* _Directions for this task_: Look below for lines that hold the string "concurrent" and copy each one.
----- Data for the task
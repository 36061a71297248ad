// III-IV
// Copyright 2023 Julio Merino
//
// Licensed under the Apache License, Version 2.0 (the "License"); you may not
// use this file except in compliance with the License.  You may obtain a copy
// of the License at:
//
//     http://www.apache.org/licenses/LICENSE-2.0
//
// Unless required by applicable law or agreed to in writing, software
// distributed under the License is distributed on an "AS IS" BASIS, WITHOUT
// WARRANTIES OR CONDITIONS OF ANY KIND, either express or implied.  See the
// License for the specific language governing permissions and limitations
// under the License.

//! Execution context propagated alongside log messages.

use crate::fields::{Field, FieldValue};
use std::sync::Arc;

/// Execution context of a caller, such as the identifier of the request being served.
///
/// Contexts are immutable: adding a field yields a new context and leaves the original intact, so
/// a single context can be shared by any number of concurrent operations.
#[derive(Clone, Debug, Default, PartialEq)]
pub struct Context {
    /// Fields carried by this context, in insertion order.
    fields: Arc<[Field]>,
}

impl Context {
    /// Returns an empty context.
    pub fn background() -> Self {
        Self::default()
    }

    /// Returns a copy of this context with an extra field named `key` set to `value`.
    pub fn with_field<V: Into<FieldValue>>(&self, key: &'static str, value: V) -> Self {
        let mut fields = self.fields.to_vec();
        fields.push(Field::new(key, value));
        Self { fields: fields.into() }
    }

    /// Returns the fields carried by this context.
    pub fn fields(&self) -> &[Field] {
        &self.fields
    }
}
// III-IV
// Copyright 2023 Julio Merino
//
// Licensed under the Apache License, Version 2.0 (the "License"); you may not
// use this file except in compliance with the License.  You may obtain a copy
// of the License at:
//
//     http://www.apache.org/licenses/LICENSE-2.0
//
// Unless required by applicable law or agreed to in writing, software
// distributed under the License is distributed on an "AS IS" BASIS, WITHOUT
// WARRANTIES OR CONDITIONS OF ANY KIND, either express or implied.  See the
// License for the specific language governing permissions and limitations
// under the License.

//! Logging contract consumed by the database layer.
//!
//! The database layer never talks to application loggers directly.  Instead, it holds a
//! `DbLogger`, which knows how to filter messages by verbosity and how to trace individual
//! statements.  `crate::bridge::LogBridge` is the canonical implementation.

use crate::context::Context;
use crate::level::Level;
use std::error::Error;
use std::fmt;
use time::OffsetDateTime;

#[cfg(feature = "sqlite")]
pub mod sqlite;

/// Database errors.  Any unexpected errors that come from the database are classified as
/// `BackendError`, but errors we know about have more specific types.
#[derive(Debug, thiserror::Error, PartialEq)]
pub enum DbError {
    /// Indicates that a request to create an entry failed because it already exists.
    #[error("Already exists")]
    AlreadyExists,

    /// Catch-all error type for unexpected database errors.
    #[error("Database error: {0}")]
    BackendError(String),

    /// Indicates a failure processing the data that already exists in the database.
    #[error("Data integrity error: {0}")]
    DataIntegrityError(String),

    /// Indicates that a requested entry does not exist.
    #[error("Entity not found")]
    NotFound,

    /// Indicates that the database is not available (maybe because of too many active concurrent
    /// connections).
    #[error("Unavailable")]
    Unavailable,
}

/// Result type for this module.
pub type DbResult<T> = Result<T, DbError>;

/// Takes a raw SQLx error `e` and converts it to our generic error type.
pub fn map_sqlx_error(e: sqlx::Error) -> DbError {
    match e {
        sqlx::Error::ColumnDecode { source, .. } => DbError::DataIntegrityError(source.to_string()),
        sqlx::Error::PoolTimedOut => DbError::Unavailable,
        sqlx::Error::RowNotFound => DbError::NotFound,
        e if e.to_string().contains("FOREIGN KEY constraint failed") => {
            DbError::DataIntegrityError(e.to_string())
        }
        e if e.to_string().contains("UNIQUE constraint failed") => DbError::AlreadyExists,
        e => DbError::BackendError(e.to_string()),
    }
}

/// Returns true if `err` reports that a query matched no records.
///
/// This recognizes both our own `DbError::NotFound` and the raw `sqlx::Error::RowNotFound`, so
/// callers can pass errors before or after mapping them with `map_sqlx_error`.
pub fn is_not_found(err: &(dyn Error + 'static)) -> bool {
    if let Some(e) = err.downcast_ref::<DbError>() {
        return matches!(e, DbError::NotFound);
    }
    matches!(err.downcast_ref::<sqlx::Error>(), Some(sqlx::Error::RowNotFound))
}

/// Computes the result of a statement for tracing purposes: its text and the number of rows it
/// affected or returned, or -1 if unknown.
pub type TraceResult<'a> = &'a dyn Fn() -> (String, i64);

/// Logging contract that the database layer relies on.
pub trait DbLogger: Send + Sync {
    /// Returns a new logger that filters messages at `level`.  The receiver is left untouched.
    fn with_level(&self, level: Level) -> Box<dyn DbLogger>;

    /// Emits an informational message on behalf of `ctx`.
    fn info(&self, ctx: &Context, args: fmt::Arguments<'_>);

    /// Emits a warning on behalf of `ctx`.
    fn warn(&self, ctx: &Context, args: fmt::Arguments<'_>);

    /// Emits an error on behalf of `ctx`.
    fn error(&self, ctx: &Context, args: fmt::Arguments<'_>);

    /// Traces the execution of a single statement that started at `begin` and that finished with
    /// `err`.  `result` is only evaluated if tracing is enabled.
    fn trace(
        &self,
        ctx: &Context,
        begin: OffsetDateTime,
        result: TraceResult<'_>,
        err: Option<&(dyn Error + 'static)>,
    );
}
----------
* _Task result_:
/// a single context can be shared by any number of concurrent operations.
    /// Indicates that the database is not available (maybe because of too many active concurrent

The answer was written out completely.